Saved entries

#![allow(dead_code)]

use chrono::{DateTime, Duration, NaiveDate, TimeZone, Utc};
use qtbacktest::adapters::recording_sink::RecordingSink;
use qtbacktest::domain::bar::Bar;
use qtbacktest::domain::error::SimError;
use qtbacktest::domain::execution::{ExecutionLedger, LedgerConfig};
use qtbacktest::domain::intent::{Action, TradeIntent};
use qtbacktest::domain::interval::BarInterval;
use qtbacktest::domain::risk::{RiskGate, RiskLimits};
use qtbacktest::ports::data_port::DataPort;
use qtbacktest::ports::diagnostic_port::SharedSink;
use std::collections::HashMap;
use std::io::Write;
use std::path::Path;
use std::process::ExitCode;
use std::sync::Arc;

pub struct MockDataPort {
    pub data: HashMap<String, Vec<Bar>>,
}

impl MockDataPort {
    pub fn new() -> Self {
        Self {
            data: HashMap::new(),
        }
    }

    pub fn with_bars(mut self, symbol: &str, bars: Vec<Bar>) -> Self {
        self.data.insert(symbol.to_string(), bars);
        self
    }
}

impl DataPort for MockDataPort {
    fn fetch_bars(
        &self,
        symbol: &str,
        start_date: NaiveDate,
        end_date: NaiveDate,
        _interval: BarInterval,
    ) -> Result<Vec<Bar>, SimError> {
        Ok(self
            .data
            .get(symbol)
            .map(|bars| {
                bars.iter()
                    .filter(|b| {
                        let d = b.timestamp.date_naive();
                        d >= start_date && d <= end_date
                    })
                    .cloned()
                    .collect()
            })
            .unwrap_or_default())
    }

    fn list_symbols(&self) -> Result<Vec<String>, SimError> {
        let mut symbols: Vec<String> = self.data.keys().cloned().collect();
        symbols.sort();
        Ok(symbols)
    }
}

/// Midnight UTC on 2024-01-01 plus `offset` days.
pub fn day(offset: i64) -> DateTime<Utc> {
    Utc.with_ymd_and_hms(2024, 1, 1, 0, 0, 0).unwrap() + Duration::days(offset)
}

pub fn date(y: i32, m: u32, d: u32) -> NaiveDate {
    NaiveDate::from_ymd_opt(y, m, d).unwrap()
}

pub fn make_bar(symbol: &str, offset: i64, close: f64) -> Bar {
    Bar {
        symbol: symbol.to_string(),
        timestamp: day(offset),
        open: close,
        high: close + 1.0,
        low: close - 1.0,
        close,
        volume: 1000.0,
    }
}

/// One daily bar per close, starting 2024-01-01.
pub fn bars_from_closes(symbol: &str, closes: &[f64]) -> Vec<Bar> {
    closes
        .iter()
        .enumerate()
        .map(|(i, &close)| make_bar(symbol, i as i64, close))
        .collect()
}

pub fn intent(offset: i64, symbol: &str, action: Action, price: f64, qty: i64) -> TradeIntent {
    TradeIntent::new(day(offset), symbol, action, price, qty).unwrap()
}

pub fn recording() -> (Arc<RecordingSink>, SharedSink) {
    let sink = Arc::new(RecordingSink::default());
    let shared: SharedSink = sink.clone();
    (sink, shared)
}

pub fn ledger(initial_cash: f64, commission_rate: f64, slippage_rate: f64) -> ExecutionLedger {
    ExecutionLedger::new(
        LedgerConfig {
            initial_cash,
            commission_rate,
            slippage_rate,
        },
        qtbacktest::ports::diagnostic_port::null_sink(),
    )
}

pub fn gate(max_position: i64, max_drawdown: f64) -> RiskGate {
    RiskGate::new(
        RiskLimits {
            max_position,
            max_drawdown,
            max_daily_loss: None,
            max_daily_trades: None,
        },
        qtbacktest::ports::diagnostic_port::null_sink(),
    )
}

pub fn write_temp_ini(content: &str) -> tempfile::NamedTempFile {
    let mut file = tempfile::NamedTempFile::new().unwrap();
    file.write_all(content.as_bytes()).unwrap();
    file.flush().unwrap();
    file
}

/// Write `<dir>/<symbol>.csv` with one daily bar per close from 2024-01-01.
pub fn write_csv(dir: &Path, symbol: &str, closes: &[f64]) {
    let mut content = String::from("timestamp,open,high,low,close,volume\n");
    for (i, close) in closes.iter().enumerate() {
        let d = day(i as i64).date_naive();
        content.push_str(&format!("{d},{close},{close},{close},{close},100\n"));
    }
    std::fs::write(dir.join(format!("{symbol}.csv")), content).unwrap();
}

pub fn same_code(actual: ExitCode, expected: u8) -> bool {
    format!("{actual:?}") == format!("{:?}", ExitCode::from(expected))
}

What you will do: All of the records above are to be returned exactly as they stand.

Output for this exercise:
#![allow(dead_code)]

use chrono::{DateTime, Duration, NaiveDate, TimeZone, Utc};
use qtbacktest::adapters::recording_sink::RecordingSink;
use qtbacktest::domain::bar::Bar;
use qtbacktest::domain::error::SimError;
use qtbacktest::domain::execution::{ExecutionLedger, LedgerConfig};
use qtbacktest::domain::intent::{Action, TradeIntent};
use qtbacktest::domain::interval::BarInterval;
use qtbacktest::domain::risk::{RiskGate, RiskLimits};
use qtbacktest::ports::data_port::DataPort;
use qtbacktest::ports::diagnostic_port::SharedSink;
use std::collections::HashMap;
use std::io::Write;
use std::path::Path;
use std::process::ExitCode;
use std::sync::Arc;

pub struct MockDataPort {
    pub data: HashMap<String, Vec<Bar>>,
}

impl MockDataPort {
    pub fn new() -> Self {
        Self {
            data: HashMap::new(),
        }
    }

    pub fn with_bars(mut self, symbol: &str, bars: Vec<Bar>) -> Self {
        self.data.insert(symbol.to_string(), bars);
        self
    }
}

impl DataPort for MockDataPort {
    fn fetch_bars(
        &self,
        symbol: &str,
        start_date: NaiveDate,
        end_date: NaiveDate,
        _interval: BarInterval,
    ) -> Result<Vec<Bar>, SimError> {
        Ok(self
            .data
            .get(symbol)
            .map(|bars| {
                bars.iter()
                    .filter(|b| {
                        let d = b.timestamp.date_naive();
                        d >= start_date && d <= end_date
                    })
                    .cloned()
                    .collect()
            })
            .unwrap_or_default())
    }

    fn list_symbols(&self) -> Result<Vec<String>, SimError> {
        let mut symbols: Vec<String> = self.data.keys().cloned().collect();
        symbols.sort();
        Ok(symbols)
    }
}

/// Midnight UTC on 2024-01-01 plus `offset` days.
pub fn day(offset: i64) -> DateTime<Utc> {
    Utc.with_ymd_and_hms(2024, 1, 1, 0, 0, 0).unwrap() + Duration::days(offset)
}

pub fn date(y: i32, m: u32, d: u32) -> NaiveDate {
    NaiveDate::from_ymd_opt(y, m, d).unwrap()
}

pub fn make_bar(symbol: &str, offset: i64, close: f64) -> Bar {
    Bar {
        symbol: symbol.to_string(),
        timestamp: day(offset),
        open: close,
        high: close + 1.0,
        low: close - 1.0,
        close,
        volume: 1000.0,
    }
}

/// One daily bar per close, starting 2024-01-01.
pub fn bars_from_closes(symbol: &str, closes: &[f64]) -> Vec<Bar> {
    closes
        .iter()
        .enumerate()
        .map(|(i, &close)| make_bar(symbol, i as i64, close))
        .collect()
}

pub fn intent(offset: i64, symbol: &str, action: Action, price: f64, qty: i64) -> TradeIntent {
    TradeIntent::new(day(offset), symbol, action, price, qty).unwrap()
}

pub fn recording() -> (Arc<RecordingSink>, SharedSink) {
    let sink = Arc::new(RecordingSink::default());
    let shared: SharedSink = sink.clone();
    (sink, shared)
}

pub fn ledger(initial_cash: f64, commission_rate: f64, slippage_rate: f64) -> ExecutionLedger {
    ExecutionLedger::new(
        LedgerConfig {
            initial_cash,
            commission_rate,
            slippage_rate,
        },
        qtbacktest::ports::diagnostic_port::null_sink(),
    )
}

pub fn gate(max_position: i64, max_drawdown: f64) -> RiskGate {
    RiskGate::new(
        RiskLimits {
            max_position,
            max_drawdown,
            max_daily_loss: None,
            max_daily_trades: None,
        },
        qtbacktest::ports::diagnostic_port::null_sink(),
    )
}

pub fn write_temp_ini(content: &str) -> tempfile::NamedTempFile {
    let mut file = tempfile::NamedTempFile::new().unwrap();
    file.write_all(content.as_bytes()).unwrap();
    file.flush().unwrap();
    file
}

/// Write `<dir>/<symbol>.csv` with one daily bar per close from 2024-01-01.
pub fn write_csv(dir: &Path, symbol: &str, closes: &[f64]) {
    let mut content = String::from("timestamp,open,high,low,close,volume\n");
    for (i, close) in closes.iter().enumerate() {
        let d = day(i as i64).date_naive();
        content.push_str(&format!("{d},{close},{close},{close},{close},100\n"));
    }
    std::fs::write(dir.join(format!("{symbol}.csv")), content).unwrap();
}

pub fn same_code(actual: ExitCode, expected: u8) -> bool {
    format!("{actual:?}") == format!("{:?}", ExitCode::from(expected))
}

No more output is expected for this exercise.